Hücresel düzeyde, bir organizmanın ölümü önemli değildir.

Ölümden sonra gen ekspresyonuna tam olarak neyin neden olduğu henüz bilinmiyor. Gerçekten de, ölümden sonra oksijen ve besinler hücrelere akmayı durdurur. Noble ve Pozhitkov tarafından yapılan yeni bir çalışma, aktif ölüm sonrası transkriptomdaki Farklı dizilim modelleri, bu soruya ışık tutabilir.

Noble, balık ve farelerden alınan orijinal verileri kullanarak, ölümden sonra aktif olan mRNA'nın hücrelerdeki diğer mRNA'lardan farklı olduğunu buldu. Hücrelerdeki RNA transkriptlerinin yaklaşık %99'u organizmanın ölümünden sonra hızla yok edilir. Kalan %1, transkripsiyondan sonra mRNA'yı düzenleyen moleküllere bağlanan belirli nükleotid dizilerini içerir. Muhtemelen ölümden sonraki gen aktivitesini destekleyen şey budur.

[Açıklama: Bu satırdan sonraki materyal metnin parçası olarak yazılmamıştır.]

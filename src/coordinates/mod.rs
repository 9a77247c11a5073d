//! Coordinate history and search region estimation
//!
//! Every successful locate call appends its box to the [`CoordinateLog`].
//! [`RegionOptimizer`] periodically recomputes a trusted search region from
//! the whole log, which [`RegionStore`] persists for the next capture.

pub mod coordinate_log;
pub mod optimizer;
pub mod store;
pub mod visualize;

pub use coordinate_log::{CoordinateLog, CoordinateLogEntry};
pub use optimizer::{AxisStats, OptimizedRegion, PerAxis, RegionOptimizer, remove_outliers};
pub use store::RegionStore;
pub use visualize::{render_overview, save_overview};
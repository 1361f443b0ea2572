//! Upload Routes
//!
//! Endpoints:
//! - POST /upload-logs - Signed multipart upload of a device log archive

use axum::{
    extract::{multipart::MultipartRejection, DefaultBodyLimit, Multipart, State},
    http::HeaderMap,
    response::IntoResponse,
    routing::post,
    Json, Router,
};
use serde::Serialize;

use crate::state::AppState;
use crate::upload::{
    process_upload, read_payload, FailureKind, UploadError, UploadHeaders, UploadResponse,
    MAX_FILE_SIZE, MULTIPART_OVERHEAD,
};

// ============================================================================
// Error Response
// ============================================================================

#[derive(Serialize)]
struct ErrorResponse {
    error: String,
}

impl IntoResponse for UploadError {
    fn into_response(self) -> axum::response::Response {
        let status = self.status_code();

        match self.kind() {
            FailureKind::InternalProcessing => {
                tracing::error!("Upload processing failed: {}", self);
            }
            _ => {
                tracing::warn!(status = %status, "Upload rejected: {}", self);
            }
        }

        let body = Json(ErrorResponse {
            error: self.client_message().to_string(),
        });

        (status, body).into_response()
    }
}

// ============================================================================
// Router
// ============================================================================

/// Create the upload router
pub fn router() -> Router<AppState> {
    Router::new()
        .route("/upload-logs", post(upload_logs))
        .layer(DefaultBodyLimit::max(MAX_FILE_SIZE + MULTIPART_OVERHEAD))
}

// ============================================================================
// Handlers
// ============================================================================

/// POST /upload-logs
///
/// Auth headers are checked before the body is read.
async fn upload_logs(
    State(state): State<AppState>,
    headers: HeaderMap,
    multipart: Result<Multipart, MultipartRejection>,
) -> Result<Json<UploadResponse>, UploadError> {
    let upload_headers = UploadHeaders::from_headers(&headers)?;
    let payload = read_payload(multipart).await?;

    tracing::debug!(
        device_id = %upload_headers.device_id,
        file_name = %payload.file_name,
        size = payload.data.len(),
        "Upload received"
    );

    let result = process_upload(
        state.signing_key(),
        state.blob_store(),
        upload_headers,
        payload,
    )
    .await?;

    Ok(Json(result.into()))
}

// ============================================================================
// Tests
// ============================================================================
//! S3-compatible blob store
//!
//! Wraps the AWS SDK for S3-compatible storage access (DigitalOcean Spaces,
//! MinIO, R2, AWS S3).

use aws_config::BehaviorVersion;
use aws_sdk_s3::{
    config::{Credentials, Region},
    primitives::ByteStream,
    types::ObjectCannedAcl,
    Client,
};
use axum::body::Bytes;

use super::blob_store::BlobStore;
use super::types::{ObjectMetadata, StoredObject};
use crate::config::StorageConfig;
use crate::error::StorageError;

/// S3-compatible storage client
#[derive(Clone)]
pub struct S3BlobStore {
    client: Client,
    bucket: String,
    endpoint: String,
}

impl S3BlobStore {
    /// Create a new S3 client from configuration.
    ///
    /// The bucket is probed once; an unreachable bucket is logged, not fatal.
    pub async fn new(config: &StorageConfig) -> Self {
        let credentials = Credentials::new(
            &config.access_key,
            &config.secret_key,
            None,
            None,
            "log-ingest-server",
        );

        let s3_config = aws_sdk_s3::Config::builder()
            .behavior_version(BehaviorVersion::latest())
            .endpoint_url(&config.endpoint)
            .region(Region::new(config.region.clone()))
            .credentials_provider(credentials)
            .force_path_style(true)
            .build();

        let client = Client::from_conf(s3_config);

        let bucket = config.bucket.clone();
        match client.head_bucket().bucket(&bucket).send().await {
            Ok(_) => {
                tracing::info!("Connected to S3 bucket: {}", bucket);
            }
            Err(e) => {
                tracing::warn!(
                    "Could not verify bucket {}: {}. Will attempt uploads anyway.",
                    bucket,
                    e
                );
            }
        }

        Self {
            client,
            bucket,
            endpoint: config.endpoint.clone(),
        }
    }

    /// Public URL of an object under path-style addressing
    pub fn object_url(&self, key: &str) -> String {
        object_url(&self.endpoint, &self.bucket, key)
    }
}

fn object_url(endpoint: &str, bucket: &str, key: &str) -> String {
    format!(
        "{}/{}/{}",
        endpoint.trim_end_matches('/'),
        bucket,
        urlencoding::encode(key)
    )
}

#[async_trait::async_trait]
impl BlobStore for S3BlobStore {
    async fn put(
        &self,
        key: &str,
        body: Bytes,
        metadata: ObjectMetadata,
    ) -> Result<StoredObject, StorageError> {
        let size = body.len();

        self.client
            .put_object()
            .bucket(&self.bucket)
            .key(key)
            .body(ByteStream::from(body))
            .content_type(&metadata.content_type)
            .acl(ObjectCannedAcl::PublicRead)
            .metadata(ObjectMetadata::HASH_KEY, &metadata.sha256_hash)
            .send()
            .await
            .map_err(|e| {
                let reason = e.to_string();
                if reason.contains("AccessDenied") || reason.contains("403") {
                    StorageError::AccessDenied(format!("{}: {}", key, reason))
                } else {
                    StorageError::PutFailed {
                        key: key.to_string(),
                        reason,
                    }
                }
            })?;

        tracing::debug!(bucket = %self.bucket, key = %key, size, "Object stored");

        Ok(StoredObject {
            key: key.to_string(),
            location: self.object_url(key),
        })
    }
}

#[cfg(test)]
mod tests {
    use super::*;

    #[test]
    fn test_object_url() {
        assert_eq!(
            object_url("https://nyc3.digitaloceanspaces.com/", "logs", "dev1-run.zip"),
            "https://nyc3.digitaloceanspaces.com/logs/dev1-run.zip"
        );
    }

    #[test]
    fn test_object_url_encodes_key() {
        assert_eq!(
            object_url("http://localhost:9000", "logs", "dev 1-crash log.zip"),
            "http://localhost:9000/logs/dev%201-crash%20log.zip"
        );
    }
}
//! Signed Upload Module
//!
//! Devices upload log archives with four authentication headers:
//! - `x-timestamp`, `x-device-id`: caller identity and clock
//! - `x-file-hash`: SHA-256 of the file
//! - `x-signature`: HMAC over the above plus `Content-Type` (see [`crate::signature`])
//!
//! Checks run in order and stop at the first failure:
//! 1. All auth headers present (401)
//! 2. A file part present (400)
//! 3. Received bytes hash to the declared hash (400)
//! 4. Signature matches the one recomputed from the received bytes (401)
//!
//! Only then is the file written to the blob store.

pub mod handler;
pub mod payload;
pub mod types;

pub use handler::{process_upload, storage_key};
pub use payload::read_payload;
pub use types::*;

Bilim adamları, bu mekanizmanın, vücut ciddi yaralanmalardan kurtulabildiğinde hücresel tepkinin bir parçası olduğuna inanıyor. Ölüm sancılarındaki hücrelerin, belirli genlerin ifade edilebilmesi için "bütün kapakçıkları açmaya" çalışıyor olması mümkündür. Örneğin, iltihaplanmaya tepki veren genler.

neden önemli

Postmortem gen aktivitesinin arkasındaki mekanizmaları anlamak, organ nakillerini, genetik araştırmaları ve adli tıpları etkileyecektir. Örneğin, Pedro Ferreira ve meslektaşları, bir organizmanın ölüm zamanını yalnızca gen ifadesindeki ölümden sonra meydana gelen değişikliklere dayanarak doğru bir şekilde belirleyebildiler. Bu, cinayetleri araştırırken faydalı olabilir.

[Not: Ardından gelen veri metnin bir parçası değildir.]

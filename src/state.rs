//! Application state management

use std::sync::Arc;

use crate::signature::SigningKey;
use crate::storage::BlobStore;

/// Shared application state
///
/// Read-only after startup, so requests share it without locking.
#[derive(Clone)]
pub struct AppState {
    inner: Arc<AppStateInner>,
}

struct AppStateInner {
    signing_key: SigningKey,
    blob_store: Arc<dyn BlobStore>,
}

impl AppState {
    pub fn new(signing_key: SigningKey, blob_store: Arc<dyn BlobStore>) -> Self {
        Self {
            inner: Arc::new(AppStateInner {
                signing_key,
                blob_store,
            }),
        }
    }

    /// Get the upload signing key
    pub fn signing_key(&self) -> &SigningKey {
        &self.inner.signing_key
    }

    /// Get the blob store
    pub fn blob_store(&self) -> &dyn BlobStore {
        self.inner.blob_store.as_ref()
    }
}
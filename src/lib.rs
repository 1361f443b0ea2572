//! Log Ingest Server Library
//!
//! Accepts signed log archive uploads from devices and stores them in an
//! S3-compatible bucket. The server binary is in main.rs.
//!
//! # Modules
//!
//! - `signature`: HMAC request signatures and constant-time comparison
//! - `upload`: Header, payload, integrity and signature checks
//! - `storage`: Blob store trait with S3 and in-memory backends
//! - `routes`: HTTP endpoints

pub mod config;
pub mod error;
pub mod routes;
pub mod signature;
pub mod state;
pub mod storage;
pub mod upload;
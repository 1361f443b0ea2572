//! Configuration management for the log ingest server

use std::env;

use thiserror::Error;

use crate::signature::{SignatureError, SigningKey};

#[derive(Debug, Clone)]
pub struct Config {
    pub server: ServerConfig,
    pub storage: StorageConfig,
    pub auth: AuthConfig,
}

#[derive(Debug, Clone)]
pub struct ServerConfig {
    pub host: String,
    pub port: u16,
}

#[derive(Debug, Clone)]
pub struct StorageConfig {
    pub endpoint: String,
    pub region: String,
    pub bucket: String,
    pub access_key: String,
    pub secret_key: String,
}

#[derive(Debug, Clone)]
pub struct AuthConfig {
    /// HMAC key shared with upload clients
    pub signing_key: SigningKey,
}

/// Startup configuration errors
#[derive(Error, Debug)]
pub enum ConfigError {
    #[error("Missing environment variable: {0}")]
    Missing(&'static str),

    #[error("Invalid value for {name}: {reason}")]
    Invalid { name: &'static str, reason: String },
}

impl Config {
    /// Load configuration from the process environment
    pub fn from_env() -> Result<Self, ConfigError> {
        Self::from_lookup(|name| env::var(name).ok())
    }

    /// Load configuration from an arbitrary name -> value lookup
    pub fn from_lookup<F>(lookup: F) -> Result<Self, ConfigError>
    where
        F: Fn(&str) -> Option<String>,
    {
        let required = |name: &'static str| -> Result<String, ConfigError> {
            lookup(name)
                .filter(|v| !v.is_empty())
                .ok_or(ConfigError::Missing(name))
        };

        let port = match lookup("APP_PORT") {
            Some(raw) => raw.trim().parse().map_err(|_| ConfigError::Invalid {
                name: "APP_PORT",
                reason: format!("'{}' is not a port number", raw),
            })?,
            None => 3000,
        };

        let signing_key = SigningKey::from_hex(&required("SECRET_KEY")?).map_err(
            |e: SignatureError| ConfigError::Invalid {
                name: "SECRET_KEY",
                reason: e.to_string(),
            },
        )?;

        Ok(Config {
            server: ServerConfig {
                host: lookup("APP_HOST").unwrap_or_else(|| "0.0.0.0".to_string()),
                port,
            },
            storage: StorageConfig {
                endpoint: required("DO_SPACES_ENDPOINT")?,
                region: required("DO_SPACES_REGION")?,
                bucket: required("DO_SPACES_BUCKET")?,
                access_key: required("DO_SPACES_ACCESS_KEY")?,
                secret_key: required("DO_SPACES_SECRET_KEY")?,
            },
            auth: AuthConfig { signing_key },
        })
    }
}
//! Storage types

/// Metadata attached to an uploaded object
#[derive(Debug, Clone, PartialEq, Eq)]
pub struct ObjectMetadata {
    pub content_type: String,
    /// Verified SHA-256 of the object body, stored as `sha256-hash`
    pub sha256_hash: String,
}

impl ObjectMetadata {
    /// User metadata key holding the content hash
    pub const HASH_KEY: &'static str = "sha256-hash";

    pub fn new(content_type: impl Into<String>, sha256_hash: impl Into<String>) -> Self {
        Self {
            content_type: content_type.into(),
            sha256_hash: sha256_hash.into(),
        }
    }
}

/// Result of a successful put
#[derive(Debug, Clone, PartialEq, Eq)]
pub struct StoredObject {
    pub key: String,
    /// Where the object can be fetched from
    pub location: String,
}
//! Route modules for the log ingest server

pub mod health;
pub mod upload;

use axum::Router;
use tower_http::cors::{Any, CorsLayer};
use tower_http::trace::TraceLayer;

use crate::state::AppState;

/// Build the full application router
pub fn app(state: AppState) -> Router {
    let cors = CorsLayer::new()
        .allow_origin(Any)
        .allow_methods(Any)
        .allow_headers(Any);

    Router::new()
        .merge(health::router())
        .merge(upload::router())
        .layer(TraceLayer::new_for_http())
        .layer(cors)
        .with_state(state)
}
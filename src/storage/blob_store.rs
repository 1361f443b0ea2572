//! Blob store abstraction
//!
//! A put-by-key object store. Bodies are taken by value so the caller's
//! buffer is released as soon as the put completes or fails.

use std::collections::HashMap;
use std::sync::atomic::{AtomicBool, Ordering};
use std::sync::Arc;

use axum::body::Bytes;
use tokio::sync::RwLock;

use super::types::{ObjectMetadata, StoredObject};
use crate::error::StorageError;

/// Trait for object storage backends
#[async_trait::async_trait]
pub trait BlobStore: Send + Sync {
    /// Store `body` under `key`, replacing any existing object
    async fn put(
        &self,
        key: &str,
        body: Bytes,
        metadata: ObjectMetadata,
    ) -> Result<StoredObject, StorageError>;
}

/// A stored object held by [`MemoryBlobStore`]
#[derive(Debug, Clone)]
pub struct MemoryObject {
    pub body: Bytes,
    pub metadata: ObjectMetadata,
}

/// In-process blob store for tests and local runs
#[derive(Clone, Default)]
pub struct MemoryBlobStore {
    inner: Arc<MemoryBlobStoreInner>,
}

#[derive(Default)]
struct MemoryBlobStoreInner {
    objects: RwLock<HashMap<String, MemoryObject>>,
    failing: AtomicBool,
}

impl MemoryBlobStore {
    pub fn new() -> Self {
        Self::default()
    }

    /// Make every subsequent put fail (or succeed again)
    pub fn set_failing(&self, failing: bool) {
        self.inner.failing.store(failing, Ordering::SeqCst);
    }

    pub async fn get(&self, key: &str) -> Option<MemoryObject> {
        self.inner.objects.read().await.get(key).cloned()
    }

    pub async fn len(&self) -> usize {
        self.inner.objects.read().await.len()
    }

    pub async fn is_empty(&self) -> bool {
        self.len().await == 0
    }
}

#[async_trait::async_trait]
impl BlobStore for MemoryBlobStore {
    async fn put(
        &self,
        key: &str,
        body: Bytes,
        metadata: ObjectMetadata,
    ) -> Result<StoredObject, StorageError> {
        if self.inner.failing.load(Ordering::SeqCst) {
            return Err(StorageError::PutFailed {
                key: key.to_string(),
                reason: "memory store is in failing mode".to_string(),
            });
        }

        let mut objects = self.inner.objects.write().await;
        objects.insert(key.to_string(), MemoryObject { body, metadata });

        Ok(StoredObject {
            key: key.to_string(),
            location: format!("memory://{}", key),
        })
    }
}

Ancak bu deneyde bilim adamları, incelenen dokuların patolojisi olmayan donörlere ait olduğunu ve ideal koşullarda saklandığını biliyorlardı. Gerçek hayatta, vücuttaki hastalıklardan ortam sıcaklığına ve örneklemeden önce geçen süreye kadar birçok faktör RNA transkripsiyonunu etkileyebilir. Şimdiye kadar, bu araştırma yöntemi yasal işlemlerde kullanıma hazır değil.

Noble ve Pozhitkov, bu keşiflerin organ nakillerinde de faydalı olacağına inanıyor.

Donörlerin organları bir süre vücudun dışında kalır. Belki de içlerindeki RNA, ölüm durumunda olduğu gibi aynı sinyalleri göndermeye başlar. Pozhitkov'a göre bu, yeni bir organ alan hastaların sağlığını etkileyebilir. Genel popülasyona kıyasla kanser insidansı daha yüksektir. Belki de mesele, almaları gereken bağışıklık sistemini baskılayan ilaçlarda değil, nakledilen organdaki ölüm sonrası süreçlerdedir. Henüz kesin bir veri yok, ancak araştırmacılar nakil için organları soğukta değil, yapay yaşam desteğinde saklamayı düşünüyorlar.